“Güvenilmez dinginliğiydim bu kışın, hiçbir değişikliğe
yol açmayan erimesiydim karların ve olanca ürkünçlüğüydüm her şeye yeniden
başlamanın.” (s.53)
“Aynı yanlışı yinelemek hep hüzünlendirmiştir beni ama
yaşam aynı yanlışların yinelenmesinden oluşuyor gibi geliyor bana.” (s.66)

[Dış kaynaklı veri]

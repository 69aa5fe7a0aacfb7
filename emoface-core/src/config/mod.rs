//! Configuration types
//!
//! Every duration the device uses lives here instead of being hardwired, so
//! tests can drive the logic with an accelerated virtual clock and boards can
//! tune the feel of the touch pad from `device.toml`.

pub mod device;
pub mod parse;
pub mod timing;

pub use device::{DeviceConfig, TelemetryChannels, TouchConfig};
pub use parse::{parse_config, ParseError};
pub use timing::TimingConfig;
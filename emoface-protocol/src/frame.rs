//! Frame codec
//!
//! Encoding writes into a caller buffer or a fixed-capacity vector.
//! Decoding is a byte-at-a-time state machine so it can be fed straight
//! from a UART receive loop; garbage between frames is skipped until the
//! next START byte.

use heapless::Vec;

/// Frame synchronization byte
pub const FRAME_START: u8 = 0xAA;

/// Maximum payload size in bytes
pub const MAX_PAYLOAD_SIZE: usize = 64;

/// START + LENGTH + TYPE + CHECKSUM
const OVERHEAD: usize = 4;

/// Largest encoded frame
pub const MAX_FRAME_SIZE: usize = MAX_PAYLOAD_SIZE + OVERHEAD;

/// Errors that can occur while building, encoding or parsing frames
#[derive(Debug, Clone, Copy, PartialEq, Eq)]
#[cfg_attr(feature = "defmt", derive(defmt::Format))]
pub enum FrameError {
    /// Payload exceeds `MAX_PAYLOAD_SIZE`
    PayloadTooLarge,
    /// Declared length exceeds `MAX_PAYLOAD_SIZE`
    BadLength,
    /// Checksum mismatch
    BadChecksum,
    /// Frame type or payload does not match any message
    UnknownMessage,
    /// Output buffer too small
    BufferTooSmall,
}

/// XOR checksum over LENGTH, TYPE and payload
pub fn checksum(kind: u8, payload: &[u8]) -> u8 {
    payload
        .iter()
        .fold(payload.len() as u8 ^ kind, |acc, byte| acc ^ byte)
}

/// A single frame
#[derive(Debug, Clone, PartialEq, Eq)]
pub struct Frame {
    /// Message type
    pub kind: u8,
    pub payload: Vec<u8, MAX_PAYLOAD_SIZE>,
}

impl Frame {
    pub fn new(kind: u8, payload: &[u8]) -> Result<Self, FrameError> {
        let payload = Vec::from_slice(payload).map_err(|_| FrameError::PayloadTooLarge)?;
        Ok(Self { kind, payload })
    }

    /// Frame with no payload
    pub fn bare(kind: u8) -> Self {
        Self {
            kind,
            payload: Vec::new(),
        }
    }

    /// Encoded length of this frame
    pub fn encoded_len(&self) -> usize {
        self.payload.len() + OVERHEAD
    }

    /// Encode into `out`, returning the number of bytes written
    pub fn encode(&self, out: &mut [u8]) -> Result<usize, FrameError> {
        let len = self.encoded_len();
        let out = out.get_mut(..len).ok_or(FrameError::BufferTooSmall)?;
        let (head, rest) = out.split_at_mut(3);
        let (body, tail) = rest.split_at_mut(self.payload.len());

        head.copy_from_slice(&[FRAME_START, self.payload.len() as u8, self.kind]);
        body.copy_from_slice(&self.payload);
        tail[0] = checksum(self.kind, &self.payload);
        Ok(len)
    }

    /// Encode into a fixed-capacity vector
    pub fn to_bytes(&self) -> Vec<u8, MAX_FRAME_SIZE> {
        let mut bytes = Vec::new();
        // Capacity covers the largest frame, so none of these can fail
        let _ = bytes.extend_from_slice(&[FRAME_START, self.payload.len() as u8, self.kind]);
        let _ = bytes.extend_from_slice(&self.payload);
        let _ = bytes.push(checksum(self.kind, &self.payload));
        bytes
    }
}

#[derive(Debug, Clone, Copy, PartialEq, Eq)]
enum Stage {
    /// Hunting for START
    Sync,
    Length,
    Kind,
    Payload,
    Checksum,
}

/// Incremental frame decoder
#[derive(Debug, Clone)]
pub struct FrameParser {
    stage: Stage,
    length: usize,
    kind: u8,
    payload: Vec<u8, MAX_PAYLOAD_SIZE>,
}

impl Default for FrameParser {
    fn default() -> Self {
        Self::new()
    }
}

impl FrameParser {
    pub const fn new() -> Self {
        Self {
            stage: Stage::Sync,
            length: 0,
            kind: 0,
            payload: Vec::new(),
        }
    }

    /// Drop any partial frame and wait for the next START
    pub fn reset(&mut self) {
        self.stage = Stage::Sync;
        self.length = 0;
        self.payload.clear();
    }

    /// Check if the parser is in the middle of a frame
    pub fn is_mid_frame(&self) -> bool {
        self.stage != Stage::Sync
    }

    /// Feed one byte
    ///
    /// Returns `Ok(Some(frame))` on the CHECKSUM byte of a valid frame and
    /// `Ok(None)` while more bytes are needed. On error the partial frame
    /// is dropped and the parser resynchronizes on its own.
    pub fn push(&mut self, byte: u8) -> Result<Option<Frame>, FrameError> {
        match self.stage {
            Stage::Sync => {
                if byte == FRAME_START {
                    self.stage = Stage::Length;
                }
            }
            Stage::Length => {
                if byte as usize > MAX_PAYLOAD_SIZE {
                    self.reset();
                    return Err(FrameError::BadLength);
                }
                self.length = byte as usize;
                self.stage = Stage::Kind;
            }
            Stage::Kind => {
                self.kind = byte;
                self.payload.clear();
                self.stage = if self.length == 0 {
                    Stage::Checksum
                } else {
                    Stage::Payload
                };
            }
            Stage::Payload => {
                // Length was bounded in Stage::Length
                let _ = self.payload.push(byte);
                if self.payload.len() == self.length {
                    self.stage = Stage::Checksum;
                }
            }
            Stage::Checksum => {
                let valid = byte == checksum(self.kind, &self.payload);
                let frame = Frame {
                    kind: self.kind,
                    payload: core::mem::take(&mut self.payload),
                };
                self.reset();
                return if valid {
                    Ok(Some(frame))
                } else {
                    Err(FrameError::BadChecksum)
                };
            }
        }
        Ok(None)
    }

    /// Feed bytes until a frame completes
    ///
    /// Returns the frame and how many bytes were consumed, so the caller
    /// can continue with the remainder.
    pub fn push_slice(&mut self, bytes: &[u8]) -> (Result<Option<Frame>, FrameError>, usize) {
        for (i, &byte) in bytes.iter().enumerate() {
            match self.push(byte) {
                Ok(None) => {}
                done => return (done, i + 1),
            }
        }
        (Ok(None), bytes.len())
    }
}
//! Touch gesture recognition
//!
//! Turns the raw touch-pad level into discrete tap gestures. A single tap is
//! only reported once the double-tap window has closed, so every single tap
//! carries a fixed latency equal to that window.

pub mod event;
pub mod recognizer;

pub use event::GestureEvent;
pub use recognizer::{RecognizerState, TouchGestureRecognizer, TouchPoll};
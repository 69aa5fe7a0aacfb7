//! Embassy async tasks
//!
//! The control loop itself runs in `main`; these tasks only move bytes
//! to and from the network bridge.

pub mod bridge_rx;
pub mod bridge_tx;

pub use bridge_rx::bridge_rx_task;
pub use bridge_tx::bridge_tx_task;
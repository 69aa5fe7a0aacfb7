//! Digital touch pad
//!
//! TTP223-style touch modules drive a plain logic level while touched.
//! Most boards are active-high; the solder-jumper variant is active-low.

use emoface_core::config::TouchConfig;
use emoface_core::traits::TouchInput;
use emoface_hal::InputPin;

/// Touch pad on a GPIO input
pub struct TouchPad<P> {
    pin: P,
    /// If true, touched = pin HIGH
    active_high: bool,
}

impl<P: InputPin> TouchPad<P> {
    /// Create a new touch pad
    ///
    /// # Arguments
    /// - `pin`: The GPIO input the module output is wired to
    /// - `active_high`: If false, the pad reads LOW while touched
    pub fn new(pin: P, active_high: bool) -> Self {
        Self { pin, active_high }
    }

    /// Create a touch pad from the device configuration
    pub fn from_config(pin: P, config: &TouchConfig) -> Self {
        Self::new(pin, config.active_high)
    }

    /// Release the pin
    pub fn into_inner(self) -> P {
        self.pin
    }
}

impl<P: InputPin> TouchInput for TouchPad<P> {
    fn is_touched(&mut self) -> bool {
        self.pin.is_high() == self.active_high
    }
}

#[cfg(test)]
mod tests {
    use super::*;
    use core::cell::Cell;

    struct MockPin<'a>(&'a Cell<bool>);

    impl InputPin for MockPin<'_> {
        fn is_high(&self) -> bool {
            self.0.get()
        }
    }

    #[test]
    fn test_active_high() {
        let level = Cell::new(false);
        let mut pad = TouchPad::new(MockPin(&level), true);
        assert!(!pad.is_touched());
        level.set(true);
        assert!(pad.is_touched());
    }

    #[test]
    fn test_active_low() {
        let level = Cell::new(true);
        let mut pad = TouchPad::from_config(MockPin(&level), &TouchConfig { active_high: false });
        assert!(!pad.is_touched());
        level.set(false);
        assert!(pad.is_touched());
    }
}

“İnsan kendisiyle nasıl da ters düşüyor yarabbim. Ben de
yalancı uçurumlar kadar bağımsız, billur kadar soğuk, dengeli biri olmakla
övünürdüm.” (s.119)
“Daha çok acı çekeceğim, sonra azalacak acılarım, bundan
bir sonuç çıkarmayacağım, kendimi daha az dinleyeceğim, ne sıcak ne de soğuk
olacağım artık, ılık olacağım, ılık öleceğim, coşkudan uzak. Ölürken
izlemeyeceğim kendimi, her şeyi bozabilir bu. Kendimi yaşarken izledim mi?”
(s.186)
“Aşkı yarattım ben, müziği, frenk üzümlerinin kokusunu kendimden
kaçmak için.” (s.316)
“İnsan yitirene değin zenginliklerinin bilincinde
olmuyor: bende daha neler var kim bilir, ortaya çıkmak için hırsızını
bekleyen?” (s.344)
“Umuda yer yok burada, her şeyi berbat eder çünkü.”
(s.376)
“Belki de ben buyum, dünyayı bir yandan dışarısı, bir
yandan da içerisi diye ikiye bölen şeyim, dünya jilet gibi ipince bir şey
olmalı, ben iki yanda da yer almıyorum, tam ortadayım, aradaki bölmeyim, iki
yüzüm var, derinliksizim, belki de hissettiğim şey bu, titreştiğimi
hissediyorum, kulak zarıyım, bir tarafım akıl, öteki tarafım dünya, iki tarafa
da ait değilim.” (s.399)
“Denizi deniyorsunuz, kenti deniyorsunuz, kendinizi
dağlarda ve ovalarda arıyorsunuz, çok doğal bu, kendinizi istiyorsunuz, kendi
küçük köşenize çekilmiş kendinizi istiyorsunuz, aşk değil bu, merak değil bu,
yoruldunuz çünkü, durmak, bir daha yolculuk etmemek, bir daha aramamak, bir
daha yalan söylememek, bir daha konuşmamak, gözlerinizi yummak ama kendi
gözlerinizi yummak, kısacası kendinize dokunmak istiyorsunuz, sonra kısa
kesecek, bitireceksiniz işinizi.” (s.418)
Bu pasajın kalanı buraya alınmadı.